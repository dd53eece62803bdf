use crate::message::{MessageContent, RemotingMessage};
use crate::records::{ArrayRecord, ClassRecord, PrimitiveValue};
use crate::value::RemotingValue;
use serde_json::{json, Map, Value};

/// Renders a decoded message as a JSON tree for diagnostics. This is a
/// one-way view; it is not a serialization format.
pub fn message_to_json(message: &RemotingMessage) -> Value {
    let content = match &message.content {
        MessageContent::Call(call) => json!({
            "$record": "BinaryMethodCall",
            "flags": call.flags,
            "method_name": call.method_name,
            "type_name": call.type_name,
            "call_context": call.call_context,
            "args": call.args.as_ref().map(|args| {
                args.iter().map(primitive_to_json).collect::<Vec<_>>()
            }),
        }),
        MessageContent::Return(ret) => json!({
            "$record": "BinaryMethodReturn",
            "flags": ret.flags,
            "return_value": ret.return_value.as_ref().map(primitive_to_json),
            "call_context": ret.call_context,
            "args": ret.args.as_ref().map(|args| {
                args.iter().map(primitive_to_json).collect::<Vec<_>>()
            }),
            "exception": ret.exception.as_ref().map(primitive_to_json),
        }),
    };
    json!({
        "header": {
            "root_id": message.header.root_id,
            "header_id": message.header.header_id,
        },
        "libraries": message.libraries.iter().map(|lib| json!({
            "$id": lib.library_id,
            "name": lib.library_name,
        })).collect::<Vec<_>>(),
        "content": content,
        "call_array": message.call_array.iter().map(value_to_json).collect::<Vec<_>>(),
        "referenced_records": message.referenced_records.iter().map(value_to_json).collect::<Vec<_>>(),
    })
}

/// Renders a flat run of decoded records — referenceables or call-array
/// elements — as a JSON array, without the message envelope.
pub fn records_to_json(records: &[RemotingValue]) -> Value {
    Value::Array(records.iter().map(value_to_json).collect())
}

pub fn value_to_json(value: &RemotingValue) -> Value {
    match value {
        RemotingValue::Primitive(p) => primitive_to_json(p),
        RemotingValue::String(s) => json!({ "$id": s.object_id, "$string": s.value }),
        RemotingValue::Null => Value::Null,
        RemotingValue::Reference(id) => json!({ "$ref": id }),
        RemotingValue::Class(class) => {
            let mut map = Map::new();
            match &class.record {
                ClassRecord::WithId { object_id, metadata_id } => {
                    map.insert("$id".into(), json!(object_id));
                    map.insert("$metadata".into(), json!(metadata_id));
                    let values: Vec<_> = class.members.iter().map(value_to_json).collect();
                    map.insert("$values".into(), Value::Array(values));
                }
                _ => {
                    let info = class.record.class_info().expect("non-with-id class has info");
                    map.insert("$type".into(), json!(info.name));
                    map.insert("$id".into(), json!(info.object_id));
                    if let Some(library_id) = class.record.library_id() {
                        map.insert("$library".into(), json!(library_id));
                    }
                    for (name, member) in info.member_names.iter().zip(&class.members) {
                        map.insert(name.clone(), value_to_json(member));
                    }
                }
            }
            Value::Object(map)
        }
        RemotingValue::Array(array) => {
            let elements: Vec<_> = array.elements.iter().map(value_to_json).collect();
            match &array.record {
                ArrayRecord::Binary(rec) => json!({
                    "$id": rec.object_id,
                    "$rank": rec.rank,
                    "$lengths": rec.lengths,
                    "$lower_bounds": rec.lower_bounds,
                    "$values": elements,
                }),
                other => json!({ "$id": other.object_id(), "$values": elements }),
            }
        }
    }
}

fn primitive_to_json(value: &PrimitiveValue) -> Value {
    match value {
        PrimitiveValue::Boolean(v) => json!(v),
        PrimitiveValue::Byte(v) => json!(v),
        PrimitiveValue::Char(v) => json!(v.to_string()),
        PrimitiveValue::Decimal(v) => json!(v),
        PrimitiveValue::Double(v) => json!(v),
        PrimitiveValue::Int16(v) => json!(v),
        PrimitiveValue::Int32(v) => json!(v),
        PrimitiveValue::Int64(v) => json!(v),
        PrimitiveValue::SByte(v) => json!(v),
        PrimitiveValue::Single(v) => json!(v),
        PrimitiveValue::TimeSpan(v) => json!({ "$timespan": v }),
        PrimitiveValue::DateTime(v) => json!({ "$ticks": v.ticks, "$kind": v.kind as u8 }),
        PrimitiveValue::UInt16(v) => json!(v),
        PrimitiveValue::UInt32(v) => json!(v),
        PrimitiveValue::UInt64(v) => json!(v),
        PrimitiveValue::String(v) => json!(v),
        PrimitiveValue::Null => Value::Null,
    }
}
******************************
* _WHAT THIS TASK INVOLVES_:
Go through the records. Copy each line where "elements" appears.

* _ANSWER BOX_:
/// elements — as a JSON array, without the message envelope.
            let elements: Vec<_> = array.elements.iter().map(value_to_json).collect();
                    "$values": elements,
                other => json!({ "$id": other.object_id(), "$values": elements }),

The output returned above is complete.